A Generative Foundation Model for Antibody Design

Antibodies are indispensable components of the immune system, yet the design of high-affinity antibodies remains a time-consuming and experimentally intensive process. To address this challenge, we present IgGM, a novel generative foundation model designed to accelerate high-affinity antibody engineering. IgGM learns the complex relationships underlying the binding interactions between antigens and antibodies, as well as the mapping between antibody sequences and structures. By conditioning on different inputs, IgGM supports a wide range of antibody design tasks, including complex structure prediction, inverse design, affinity maturation, framework optimization, humanization, and de novo antibody design. It is compatible with both conventional antibodies and nanobodies, and allows user-defined CDR loop lengths for flexible design. To prioritize candidates, we introduce a frequency-based computational screening strategy that enhances design efficiency.
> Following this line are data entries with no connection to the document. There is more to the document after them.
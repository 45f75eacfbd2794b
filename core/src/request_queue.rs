use crate::error::Result;
use crate::search_server::{status_filter, SearchServer};
use crate::{Document, DocumentId, DocumentStatus};
use std::collections::VecDeque;
use tracing::debug;

#[derive(Debug, Clone, Copy, PartialEq, Eq)]
struct QueryResult {
    has_results: bool,
    /// Empty-result requests in the window right after this record was pushed.
    no_results: usize,
}

/// Sliding window over the most recent search requests, tracking how many came back empty.
///
/// Borrows the engine; the window holds at most `capacity` records and drops the oldest first.
#[derive(Debug)]
pub struct RequestQueue<'a> {
    server: &'a SearchServer,
    requests: VecDeque<QueryResult>,
    capacity: usize,
    no_result_count: usize,
}

impl<'a> RequestQueue<'a> {
    /// Window size comes from the server's [`SearchConfig`](crate::SearchConfig).
    pub fn new(server: &'a SearchServer) -> Self {
        Self::with_capacity(server, server.config().request_window)
    }

    pub fn with_capacity(server: &'a SearchServer, capacity: usize) -> Self {
        Self {
            server,
            requests: VecDeque::new(),
            capacity,
            no_result_count: 0,
        }
    }

    pub fn add_find_request(&mut self, raw_query: &str) -> Result<Vec<Document>> {
        self.add_find_request_by_status(raw_query, DocumentStatus::Active)
    }

    pub fn add_find_request_by_status(&mut self, raw_query: &str, status: DocumentStatus) -> Result<Vec<Document>> {
        self.add_find_request_with(raw_query, status_filter(status))
    }

    /// Run the query and record whether it found anything. Rejected queries are not recorded.
    pub fn add_find_request_with<P>(&mut self, raw_query: &str, predicate: P) -> Result<Vec<Document>>
    where
        P: Fn(DocumentId, DocumentStatus, i32) -> bool,
    {
        let result = self.server.find_top_documents_with(raw_query, predicate)?;
        self.push(!result.is_empty());
        Ok(result)
    }

    pub fn get_no_result_requests(&self) -> usize {
        self.requests.back().map_or(0, |r| r.no_results)
    }

    pub fn len(&self) -> usize {
        self.requests.len()
    }

    pub fn is_empty(&self) -> bool {
        self.requests.is_empty()
    }

    pub fn capacity(&self) -> usize {
        self.capacity
    }

    fn push(&mut self, has_results: bool) {
        if self.capacity == 0 {
            return;
        }
        if self.requests.len() >= self.capacity {
            if let Some(oldest) = self.requests.pop_front() {
                if !oldest.has_results {
                    self.no_result_count -= 1;
                }
                debug!(evicted_empty = !oldest.has_results, "request window full");
            }
        }
        if !has_results {
            self.no_result_count += 1;
        }
        self.requests.push_back(QueryResult { has_results, no_results: self.no_result_count });
    }
}

#[cfg(test)]
mod tests {
    use super::*;

    #[test]
    fn window_keeps_count_in_sync() {
        let server = SearchServer::new(["and"]).unwrap();
        let mut rq = RequestQueue::with_capacity(&server, 3);
        rq.push(false);
        rq.push(true);
        rq.push(false);
        assert_eq!(rq.get_no_result_requests(), 2);
        rq.push(true);
        assert_eq!(rq.get_no_result_requests(), 1);
        rq.push(true);
        rq.push(true);
        assert_eq!(rq.get_no_result_requests(), 0);
        assert_eq!(rq.len(), 3);
    }

    #[test]
    fn huge_window_does_not_preallocate() {
        let config = crate::SearchConfig { request_window: usize::MAX, ..Default::default() };
        let server = SearchServer::with_config(["and"], config).unwrap();
        let mut rq = RequestQueue::new(&server);
        assert_eq!(rq.capacity(), usize::MAX);
        assert!(rq.add_find_request("nothing").unwrap().is_empty());
        assert_eq!(rq.len(), 1);
        assert_eq!(rq.get_no_result_requests(), 1);
    }

    #[test]
    fn zero_capacity_records_nothing() {
        let server = SearchServer::new(Vec::<String>::new()).unwrap();
        let mut rq = RequestQueue::with_capacity(&server, 0);
        rq.add_find_request("anything").unwrap();
        assert!(rq.is_empty());
        assert_eq!(rq.get_no_result_requests(), 0);
    }
}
Extensive evaluation through both in silico benchmarks and in vitro experiments across diverse antigens such as PD-L1, Protein A, TNF-α, IL-33, SARS-CoV-2 RBD and its variants demonstrates that IgGM consistently generates antibodies or nanobodies with high measured affinity. These results underscore IgGM’s versatility and effectiveness as a powerful tool for next-generation antibody discovery and optimization.